— Brief —
The lines to copy are those in the records below that hold the word "Option".

— Dataset —
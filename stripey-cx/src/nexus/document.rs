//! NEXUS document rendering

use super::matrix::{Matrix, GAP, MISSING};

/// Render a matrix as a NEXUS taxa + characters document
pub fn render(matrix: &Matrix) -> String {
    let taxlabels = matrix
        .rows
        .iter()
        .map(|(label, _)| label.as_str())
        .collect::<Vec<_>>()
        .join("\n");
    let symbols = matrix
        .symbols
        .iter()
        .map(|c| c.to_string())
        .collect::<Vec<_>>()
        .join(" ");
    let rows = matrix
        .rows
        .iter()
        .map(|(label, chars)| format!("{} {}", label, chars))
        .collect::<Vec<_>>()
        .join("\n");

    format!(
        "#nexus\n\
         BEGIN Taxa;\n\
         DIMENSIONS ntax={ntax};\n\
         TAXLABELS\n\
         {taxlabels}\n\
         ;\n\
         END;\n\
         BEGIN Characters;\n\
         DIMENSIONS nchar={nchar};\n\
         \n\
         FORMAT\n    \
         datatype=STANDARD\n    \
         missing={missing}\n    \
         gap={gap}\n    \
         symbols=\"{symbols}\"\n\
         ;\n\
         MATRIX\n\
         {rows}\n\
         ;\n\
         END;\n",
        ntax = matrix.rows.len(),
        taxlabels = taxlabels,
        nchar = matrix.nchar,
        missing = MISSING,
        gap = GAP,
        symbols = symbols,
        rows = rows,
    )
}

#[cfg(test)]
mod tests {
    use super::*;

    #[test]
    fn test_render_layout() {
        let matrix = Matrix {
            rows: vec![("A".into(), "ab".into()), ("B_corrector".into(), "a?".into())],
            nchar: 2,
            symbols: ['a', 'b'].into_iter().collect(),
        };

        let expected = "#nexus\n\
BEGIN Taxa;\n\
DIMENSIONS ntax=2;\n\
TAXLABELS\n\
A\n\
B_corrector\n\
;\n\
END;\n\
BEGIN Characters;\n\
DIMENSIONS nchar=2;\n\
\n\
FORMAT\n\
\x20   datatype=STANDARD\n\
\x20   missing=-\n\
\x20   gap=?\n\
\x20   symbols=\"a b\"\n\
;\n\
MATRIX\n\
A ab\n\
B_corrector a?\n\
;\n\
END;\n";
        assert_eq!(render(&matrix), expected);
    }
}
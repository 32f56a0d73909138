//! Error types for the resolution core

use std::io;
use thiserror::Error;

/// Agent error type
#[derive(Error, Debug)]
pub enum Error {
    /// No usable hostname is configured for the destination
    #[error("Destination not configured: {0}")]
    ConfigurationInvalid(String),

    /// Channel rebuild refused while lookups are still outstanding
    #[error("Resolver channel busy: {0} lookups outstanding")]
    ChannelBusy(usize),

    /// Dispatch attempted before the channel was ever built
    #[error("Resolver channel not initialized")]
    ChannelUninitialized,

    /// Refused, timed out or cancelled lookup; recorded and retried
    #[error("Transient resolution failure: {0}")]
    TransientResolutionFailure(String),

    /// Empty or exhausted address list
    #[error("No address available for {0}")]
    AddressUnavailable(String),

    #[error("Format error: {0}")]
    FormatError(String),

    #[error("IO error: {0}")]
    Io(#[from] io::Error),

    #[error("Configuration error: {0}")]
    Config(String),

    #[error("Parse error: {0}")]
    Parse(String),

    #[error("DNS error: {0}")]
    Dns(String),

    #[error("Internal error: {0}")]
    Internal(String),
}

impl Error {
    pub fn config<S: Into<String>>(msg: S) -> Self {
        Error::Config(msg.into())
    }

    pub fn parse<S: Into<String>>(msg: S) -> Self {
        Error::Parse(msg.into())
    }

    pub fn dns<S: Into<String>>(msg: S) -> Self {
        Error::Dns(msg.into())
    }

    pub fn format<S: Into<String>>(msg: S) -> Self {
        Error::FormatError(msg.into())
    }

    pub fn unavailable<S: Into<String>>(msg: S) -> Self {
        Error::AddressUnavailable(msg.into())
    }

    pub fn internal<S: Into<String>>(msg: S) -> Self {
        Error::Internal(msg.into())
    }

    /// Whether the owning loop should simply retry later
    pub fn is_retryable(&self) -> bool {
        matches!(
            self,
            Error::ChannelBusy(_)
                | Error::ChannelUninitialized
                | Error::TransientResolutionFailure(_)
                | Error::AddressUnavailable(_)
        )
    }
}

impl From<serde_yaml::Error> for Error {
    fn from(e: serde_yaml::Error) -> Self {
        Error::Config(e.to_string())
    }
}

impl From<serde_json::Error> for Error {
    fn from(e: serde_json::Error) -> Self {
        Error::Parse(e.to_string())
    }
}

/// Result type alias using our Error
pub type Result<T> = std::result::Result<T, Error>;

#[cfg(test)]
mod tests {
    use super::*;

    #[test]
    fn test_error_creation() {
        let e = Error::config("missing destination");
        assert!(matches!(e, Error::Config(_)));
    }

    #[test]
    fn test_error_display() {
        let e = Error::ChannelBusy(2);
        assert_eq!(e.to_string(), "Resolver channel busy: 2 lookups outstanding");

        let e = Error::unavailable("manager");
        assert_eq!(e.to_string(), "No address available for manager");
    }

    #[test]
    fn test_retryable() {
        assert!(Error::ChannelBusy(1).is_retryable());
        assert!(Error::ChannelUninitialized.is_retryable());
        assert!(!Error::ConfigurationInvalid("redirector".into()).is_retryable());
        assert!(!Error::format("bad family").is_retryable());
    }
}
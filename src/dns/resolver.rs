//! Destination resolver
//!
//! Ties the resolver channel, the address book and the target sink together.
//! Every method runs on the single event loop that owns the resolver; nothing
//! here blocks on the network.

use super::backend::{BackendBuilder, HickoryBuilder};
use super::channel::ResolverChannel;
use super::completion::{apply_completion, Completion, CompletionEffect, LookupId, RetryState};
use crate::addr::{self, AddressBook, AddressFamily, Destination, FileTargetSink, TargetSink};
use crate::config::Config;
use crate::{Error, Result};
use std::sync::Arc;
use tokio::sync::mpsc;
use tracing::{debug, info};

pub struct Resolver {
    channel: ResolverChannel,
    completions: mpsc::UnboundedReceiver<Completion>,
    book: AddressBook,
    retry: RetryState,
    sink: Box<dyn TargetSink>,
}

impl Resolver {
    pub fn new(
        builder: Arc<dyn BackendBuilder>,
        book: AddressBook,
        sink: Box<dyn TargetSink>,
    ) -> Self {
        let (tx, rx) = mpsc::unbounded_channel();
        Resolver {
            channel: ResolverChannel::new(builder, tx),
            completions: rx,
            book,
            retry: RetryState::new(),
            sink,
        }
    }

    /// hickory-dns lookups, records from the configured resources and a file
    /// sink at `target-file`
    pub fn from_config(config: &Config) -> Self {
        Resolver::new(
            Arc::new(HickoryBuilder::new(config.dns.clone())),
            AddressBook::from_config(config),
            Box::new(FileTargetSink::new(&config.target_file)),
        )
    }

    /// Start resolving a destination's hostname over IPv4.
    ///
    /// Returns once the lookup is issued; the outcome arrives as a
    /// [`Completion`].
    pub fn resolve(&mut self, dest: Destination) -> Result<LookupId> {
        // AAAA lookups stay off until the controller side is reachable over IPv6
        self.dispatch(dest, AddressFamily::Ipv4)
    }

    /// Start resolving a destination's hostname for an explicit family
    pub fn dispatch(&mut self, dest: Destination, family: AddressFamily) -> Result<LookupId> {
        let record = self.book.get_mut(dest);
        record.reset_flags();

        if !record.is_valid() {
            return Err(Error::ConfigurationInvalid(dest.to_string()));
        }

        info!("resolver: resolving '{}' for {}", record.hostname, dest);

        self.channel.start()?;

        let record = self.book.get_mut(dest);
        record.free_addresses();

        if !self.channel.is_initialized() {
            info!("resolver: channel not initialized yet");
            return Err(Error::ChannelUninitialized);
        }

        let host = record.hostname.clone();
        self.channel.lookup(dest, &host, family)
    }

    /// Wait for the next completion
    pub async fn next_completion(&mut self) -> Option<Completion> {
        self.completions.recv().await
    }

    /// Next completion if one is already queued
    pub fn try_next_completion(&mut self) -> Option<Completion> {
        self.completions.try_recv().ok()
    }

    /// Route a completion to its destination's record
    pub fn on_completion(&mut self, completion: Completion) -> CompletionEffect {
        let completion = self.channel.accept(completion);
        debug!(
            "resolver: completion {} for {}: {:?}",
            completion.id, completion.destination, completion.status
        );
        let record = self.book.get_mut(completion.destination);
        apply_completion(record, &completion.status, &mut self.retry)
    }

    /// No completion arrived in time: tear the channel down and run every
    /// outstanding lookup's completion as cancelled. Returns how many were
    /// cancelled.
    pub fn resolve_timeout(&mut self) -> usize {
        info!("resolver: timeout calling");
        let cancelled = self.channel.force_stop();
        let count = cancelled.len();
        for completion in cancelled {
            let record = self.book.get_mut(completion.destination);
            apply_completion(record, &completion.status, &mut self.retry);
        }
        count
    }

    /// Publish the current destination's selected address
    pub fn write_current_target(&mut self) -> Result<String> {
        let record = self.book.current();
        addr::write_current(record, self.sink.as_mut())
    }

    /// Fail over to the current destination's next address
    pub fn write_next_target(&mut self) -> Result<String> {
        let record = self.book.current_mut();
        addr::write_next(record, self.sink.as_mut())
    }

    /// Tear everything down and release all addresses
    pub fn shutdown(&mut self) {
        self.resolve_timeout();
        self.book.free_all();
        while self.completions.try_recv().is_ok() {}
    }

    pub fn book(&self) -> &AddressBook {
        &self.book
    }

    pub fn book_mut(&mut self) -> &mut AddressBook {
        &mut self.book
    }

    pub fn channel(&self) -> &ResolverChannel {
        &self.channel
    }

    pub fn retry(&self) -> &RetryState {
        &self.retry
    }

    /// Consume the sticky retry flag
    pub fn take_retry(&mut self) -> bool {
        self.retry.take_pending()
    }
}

— Solution for this task —
    pub async fn next_completion(&mut self) -> Option<Completion> {
    pub fn try_next_completion(&mut self) -> Option<Completion> {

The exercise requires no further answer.